╭──
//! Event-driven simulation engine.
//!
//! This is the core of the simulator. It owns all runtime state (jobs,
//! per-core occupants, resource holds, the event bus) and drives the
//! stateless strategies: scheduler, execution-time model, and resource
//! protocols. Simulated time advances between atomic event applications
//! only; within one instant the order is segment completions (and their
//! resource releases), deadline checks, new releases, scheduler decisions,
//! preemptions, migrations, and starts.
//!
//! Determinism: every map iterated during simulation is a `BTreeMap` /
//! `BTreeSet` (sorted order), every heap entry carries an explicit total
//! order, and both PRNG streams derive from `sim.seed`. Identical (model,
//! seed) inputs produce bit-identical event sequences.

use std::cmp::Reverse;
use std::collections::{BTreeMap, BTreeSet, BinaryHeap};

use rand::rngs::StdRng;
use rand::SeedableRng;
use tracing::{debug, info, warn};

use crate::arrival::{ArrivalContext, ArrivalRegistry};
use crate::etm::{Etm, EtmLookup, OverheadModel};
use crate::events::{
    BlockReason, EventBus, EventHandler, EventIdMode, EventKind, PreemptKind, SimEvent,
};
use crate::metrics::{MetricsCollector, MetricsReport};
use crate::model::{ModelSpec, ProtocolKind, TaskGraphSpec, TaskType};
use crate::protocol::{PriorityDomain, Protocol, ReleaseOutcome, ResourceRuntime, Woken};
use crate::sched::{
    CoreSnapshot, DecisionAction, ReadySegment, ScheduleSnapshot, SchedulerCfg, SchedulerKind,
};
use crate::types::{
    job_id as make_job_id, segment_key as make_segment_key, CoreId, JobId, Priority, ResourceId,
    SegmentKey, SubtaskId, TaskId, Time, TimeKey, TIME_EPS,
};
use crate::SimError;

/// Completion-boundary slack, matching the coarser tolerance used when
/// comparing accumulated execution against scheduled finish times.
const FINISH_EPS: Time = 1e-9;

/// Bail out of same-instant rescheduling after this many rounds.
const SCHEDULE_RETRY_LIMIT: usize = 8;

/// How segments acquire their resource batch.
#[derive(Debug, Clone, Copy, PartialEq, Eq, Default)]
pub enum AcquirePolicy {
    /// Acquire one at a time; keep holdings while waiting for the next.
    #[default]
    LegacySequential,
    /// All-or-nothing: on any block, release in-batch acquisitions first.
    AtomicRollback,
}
╰──
╭──
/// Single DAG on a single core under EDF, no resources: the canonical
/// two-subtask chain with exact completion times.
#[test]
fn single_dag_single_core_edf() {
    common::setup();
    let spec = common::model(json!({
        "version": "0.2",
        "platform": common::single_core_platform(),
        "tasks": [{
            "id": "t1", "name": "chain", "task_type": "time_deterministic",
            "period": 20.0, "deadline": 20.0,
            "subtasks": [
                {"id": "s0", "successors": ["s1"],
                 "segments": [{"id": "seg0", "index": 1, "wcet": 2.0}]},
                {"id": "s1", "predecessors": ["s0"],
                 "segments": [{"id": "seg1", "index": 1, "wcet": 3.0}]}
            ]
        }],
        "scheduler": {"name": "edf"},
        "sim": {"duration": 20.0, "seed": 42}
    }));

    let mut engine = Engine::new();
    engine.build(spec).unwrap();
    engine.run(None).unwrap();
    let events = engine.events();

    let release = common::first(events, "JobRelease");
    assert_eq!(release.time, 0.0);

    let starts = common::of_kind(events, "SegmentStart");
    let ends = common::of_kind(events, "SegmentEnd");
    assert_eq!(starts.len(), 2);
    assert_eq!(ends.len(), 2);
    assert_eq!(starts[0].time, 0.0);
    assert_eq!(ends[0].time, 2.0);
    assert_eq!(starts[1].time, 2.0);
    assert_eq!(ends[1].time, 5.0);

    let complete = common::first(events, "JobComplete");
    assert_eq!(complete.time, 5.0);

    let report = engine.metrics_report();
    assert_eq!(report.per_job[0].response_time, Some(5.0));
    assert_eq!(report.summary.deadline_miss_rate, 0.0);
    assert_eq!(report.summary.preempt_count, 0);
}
╰──
╭──
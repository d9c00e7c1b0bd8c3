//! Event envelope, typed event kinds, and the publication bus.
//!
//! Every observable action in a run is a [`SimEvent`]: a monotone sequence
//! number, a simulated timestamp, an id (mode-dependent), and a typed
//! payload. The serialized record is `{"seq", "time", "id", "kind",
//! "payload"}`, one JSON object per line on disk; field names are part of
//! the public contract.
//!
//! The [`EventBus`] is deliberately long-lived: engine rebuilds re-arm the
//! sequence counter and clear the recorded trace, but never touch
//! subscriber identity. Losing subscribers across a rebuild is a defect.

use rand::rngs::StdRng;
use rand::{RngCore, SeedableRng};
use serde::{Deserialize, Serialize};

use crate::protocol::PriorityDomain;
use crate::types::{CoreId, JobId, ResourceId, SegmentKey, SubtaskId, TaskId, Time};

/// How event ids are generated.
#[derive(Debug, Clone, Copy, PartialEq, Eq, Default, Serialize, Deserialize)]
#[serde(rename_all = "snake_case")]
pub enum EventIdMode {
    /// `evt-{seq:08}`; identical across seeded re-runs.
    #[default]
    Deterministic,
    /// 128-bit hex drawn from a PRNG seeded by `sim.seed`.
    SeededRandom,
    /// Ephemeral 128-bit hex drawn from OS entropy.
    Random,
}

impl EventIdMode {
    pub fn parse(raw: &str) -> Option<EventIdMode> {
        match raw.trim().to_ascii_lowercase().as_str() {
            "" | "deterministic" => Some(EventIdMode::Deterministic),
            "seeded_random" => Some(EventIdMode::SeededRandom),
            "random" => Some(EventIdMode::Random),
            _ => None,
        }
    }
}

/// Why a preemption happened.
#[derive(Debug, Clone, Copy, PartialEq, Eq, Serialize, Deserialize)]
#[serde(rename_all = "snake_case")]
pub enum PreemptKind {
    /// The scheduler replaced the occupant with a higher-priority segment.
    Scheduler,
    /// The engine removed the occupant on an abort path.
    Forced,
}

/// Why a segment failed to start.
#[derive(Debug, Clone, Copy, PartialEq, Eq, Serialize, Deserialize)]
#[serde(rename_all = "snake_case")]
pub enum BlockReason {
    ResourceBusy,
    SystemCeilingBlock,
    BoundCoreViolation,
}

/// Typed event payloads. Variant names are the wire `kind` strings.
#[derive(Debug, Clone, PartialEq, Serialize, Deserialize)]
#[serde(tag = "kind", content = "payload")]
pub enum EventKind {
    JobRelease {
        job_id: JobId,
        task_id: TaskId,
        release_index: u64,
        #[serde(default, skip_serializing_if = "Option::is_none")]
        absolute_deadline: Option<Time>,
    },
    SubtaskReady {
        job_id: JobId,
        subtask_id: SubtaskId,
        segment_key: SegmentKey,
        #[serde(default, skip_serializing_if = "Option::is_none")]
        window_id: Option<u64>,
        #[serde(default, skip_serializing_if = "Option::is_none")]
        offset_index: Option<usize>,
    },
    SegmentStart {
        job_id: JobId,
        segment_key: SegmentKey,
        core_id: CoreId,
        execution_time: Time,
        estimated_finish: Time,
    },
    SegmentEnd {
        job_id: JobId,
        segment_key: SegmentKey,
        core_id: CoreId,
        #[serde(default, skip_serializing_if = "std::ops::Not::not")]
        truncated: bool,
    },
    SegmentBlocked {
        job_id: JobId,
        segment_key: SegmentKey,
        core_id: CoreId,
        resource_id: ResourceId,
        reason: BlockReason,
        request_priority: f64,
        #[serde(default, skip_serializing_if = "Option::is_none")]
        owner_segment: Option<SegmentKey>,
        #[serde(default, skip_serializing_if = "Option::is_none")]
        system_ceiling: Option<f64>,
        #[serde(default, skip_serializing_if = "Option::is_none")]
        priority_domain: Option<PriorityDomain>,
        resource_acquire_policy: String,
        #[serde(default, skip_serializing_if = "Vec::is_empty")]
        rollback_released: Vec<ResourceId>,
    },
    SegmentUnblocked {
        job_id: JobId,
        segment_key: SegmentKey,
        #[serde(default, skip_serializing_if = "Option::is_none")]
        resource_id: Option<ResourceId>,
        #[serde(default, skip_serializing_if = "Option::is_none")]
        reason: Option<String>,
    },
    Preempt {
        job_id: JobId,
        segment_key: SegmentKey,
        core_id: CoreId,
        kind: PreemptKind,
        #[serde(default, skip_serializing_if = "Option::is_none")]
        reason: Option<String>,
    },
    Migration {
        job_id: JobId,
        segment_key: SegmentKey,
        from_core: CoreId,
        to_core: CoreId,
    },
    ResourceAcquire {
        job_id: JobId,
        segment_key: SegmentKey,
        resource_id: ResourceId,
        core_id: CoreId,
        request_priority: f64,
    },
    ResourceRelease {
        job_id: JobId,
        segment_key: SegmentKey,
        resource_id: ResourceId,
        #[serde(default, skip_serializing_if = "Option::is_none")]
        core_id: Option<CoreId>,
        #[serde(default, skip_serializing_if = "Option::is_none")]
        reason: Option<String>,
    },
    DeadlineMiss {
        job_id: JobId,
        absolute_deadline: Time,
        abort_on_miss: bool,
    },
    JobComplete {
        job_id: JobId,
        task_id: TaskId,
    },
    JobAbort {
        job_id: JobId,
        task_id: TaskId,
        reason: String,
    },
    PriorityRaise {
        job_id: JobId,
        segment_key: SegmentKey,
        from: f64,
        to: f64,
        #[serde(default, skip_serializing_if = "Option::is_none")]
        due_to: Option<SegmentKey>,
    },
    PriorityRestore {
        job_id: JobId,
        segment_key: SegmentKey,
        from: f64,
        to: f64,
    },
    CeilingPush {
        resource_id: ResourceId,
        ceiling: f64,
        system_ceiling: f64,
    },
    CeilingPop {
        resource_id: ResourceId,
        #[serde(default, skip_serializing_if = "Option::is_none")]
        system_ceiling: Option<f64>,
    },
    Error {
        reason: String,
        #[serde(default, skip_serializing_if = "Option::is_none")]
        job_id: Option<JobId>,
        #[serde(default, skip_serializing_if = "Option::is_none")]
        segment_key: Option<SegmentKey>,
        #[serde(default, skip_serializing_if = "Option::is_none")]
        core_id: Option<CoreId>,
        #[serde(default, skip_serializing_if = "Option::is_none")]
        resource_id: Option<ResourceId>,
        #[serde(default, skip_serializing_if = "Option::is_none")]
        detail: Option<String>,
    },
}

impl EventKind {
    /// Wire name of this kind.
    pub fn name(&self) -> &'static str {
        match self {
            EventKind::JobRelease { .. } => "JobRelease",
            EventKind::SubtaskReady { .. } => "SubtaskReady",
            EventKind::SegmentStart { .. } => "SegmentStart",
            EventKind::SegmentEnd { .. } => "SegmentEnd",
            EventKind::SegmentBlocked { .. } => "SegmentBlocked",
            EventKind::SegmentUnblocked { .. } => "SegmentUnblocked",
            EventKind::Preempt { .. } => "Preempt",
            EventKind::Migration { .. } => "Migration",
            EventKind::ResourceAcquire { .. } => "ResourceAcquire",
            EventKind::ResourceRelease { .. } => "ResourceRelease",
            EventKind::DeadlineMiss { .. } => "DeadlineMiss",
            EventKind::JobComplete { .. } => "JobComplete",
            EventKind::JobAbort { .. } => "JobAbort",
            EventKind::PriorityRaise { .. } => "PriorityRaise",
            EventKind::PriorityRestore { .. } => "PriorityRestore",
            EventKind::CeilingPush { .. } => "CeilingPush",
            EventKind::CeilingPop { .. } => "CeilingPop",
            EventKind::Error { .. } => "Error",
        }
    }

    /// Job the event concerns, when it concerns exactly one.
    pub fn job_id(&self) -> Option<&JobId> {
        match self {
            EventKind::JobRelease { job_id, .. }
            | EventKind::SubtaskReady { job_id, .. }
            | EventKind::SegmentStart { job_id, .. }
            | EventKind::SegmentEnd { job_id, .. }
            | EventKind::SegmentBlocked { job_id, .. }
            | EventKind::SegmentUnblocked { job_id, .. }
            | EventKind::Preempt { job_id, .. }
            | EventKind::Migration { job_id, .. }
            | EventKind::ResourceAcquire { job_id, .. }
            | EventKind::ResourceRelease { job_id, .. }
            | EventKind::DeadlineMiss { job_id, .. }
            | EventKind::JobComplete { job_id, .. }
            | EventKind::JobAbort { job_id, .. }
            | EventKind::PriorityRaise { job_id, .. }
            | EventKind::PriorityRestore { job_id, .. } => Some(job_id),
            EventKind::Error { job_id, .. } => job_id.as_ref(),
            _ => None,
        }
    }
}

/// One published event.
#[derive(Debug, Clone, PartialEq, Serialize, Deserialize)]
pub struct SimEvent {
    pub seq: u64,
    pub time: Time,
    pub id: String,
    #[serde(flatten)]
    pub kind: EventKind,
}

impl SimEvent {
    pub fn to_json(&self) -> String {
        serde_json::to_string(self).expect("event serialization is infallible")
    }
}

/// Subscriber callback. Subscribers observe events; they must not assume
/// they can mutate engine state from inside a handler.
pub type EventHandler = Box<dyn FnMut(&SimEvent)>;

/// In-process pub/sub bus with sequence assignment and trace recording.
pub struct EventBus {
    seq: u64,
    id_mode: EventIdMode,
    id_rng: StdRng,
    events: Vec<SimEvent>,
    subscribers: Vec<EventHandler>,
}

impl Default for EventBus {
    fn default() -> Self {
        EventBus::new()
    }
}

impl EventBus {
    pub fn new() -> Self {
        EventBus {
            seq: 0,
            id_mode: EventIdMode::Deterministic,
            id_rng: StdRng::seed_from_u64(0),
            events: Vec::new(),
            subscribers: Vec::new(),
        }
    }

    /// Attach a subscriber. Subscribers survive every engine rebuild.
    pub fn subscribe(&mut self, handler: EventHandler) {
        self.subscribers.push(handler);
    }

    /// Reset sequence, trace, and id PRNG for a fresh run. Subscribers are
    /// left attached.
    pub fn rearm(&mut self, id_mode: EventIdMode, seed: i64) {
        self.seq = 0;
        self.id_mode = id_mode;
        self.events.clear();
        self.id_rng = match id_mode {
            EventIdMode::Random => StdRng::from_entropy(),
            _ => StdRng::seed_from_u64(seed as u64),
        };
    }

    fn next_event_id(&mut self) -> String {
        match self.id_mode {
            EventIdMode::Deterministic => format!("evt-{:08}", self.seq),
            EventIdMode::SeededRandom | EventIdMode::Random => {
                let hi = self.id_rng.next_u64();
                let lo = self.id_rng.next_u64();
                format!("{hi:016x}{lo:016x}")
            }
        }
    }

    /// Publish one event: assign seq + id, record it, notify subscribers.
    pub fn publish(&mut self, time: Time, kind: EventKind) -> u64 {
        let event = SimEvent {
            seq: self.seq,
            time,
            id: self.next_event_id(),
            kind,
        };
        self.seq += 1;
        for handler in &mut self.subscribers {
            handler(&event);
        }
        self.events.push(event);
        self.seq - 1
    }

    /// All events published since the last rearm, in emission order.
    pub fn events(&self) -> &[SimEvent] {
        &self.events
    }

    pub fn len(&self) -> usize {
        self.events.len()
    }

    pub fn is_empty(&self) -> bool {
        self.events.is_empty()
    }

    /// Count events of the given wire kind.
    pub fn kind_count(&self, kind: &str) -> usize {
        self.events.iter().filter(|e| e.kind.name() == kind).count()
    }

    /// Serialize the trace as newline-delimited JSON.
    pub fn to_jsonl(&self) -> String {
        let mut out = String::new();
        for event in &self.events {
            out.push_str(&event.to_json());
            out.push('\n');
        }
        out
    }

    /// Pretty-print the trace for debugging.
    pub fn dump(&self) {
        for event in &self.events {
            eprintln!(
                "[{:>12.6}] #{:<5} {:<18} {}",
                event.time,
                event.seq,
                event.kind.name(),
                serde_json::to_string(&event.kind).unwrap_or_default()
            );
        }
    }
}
╰──
WHAT IS BEING ASKED:
The answer must be a single number: the count of lines in the entries that include "they".

RESULT FOR THIS TASK:
2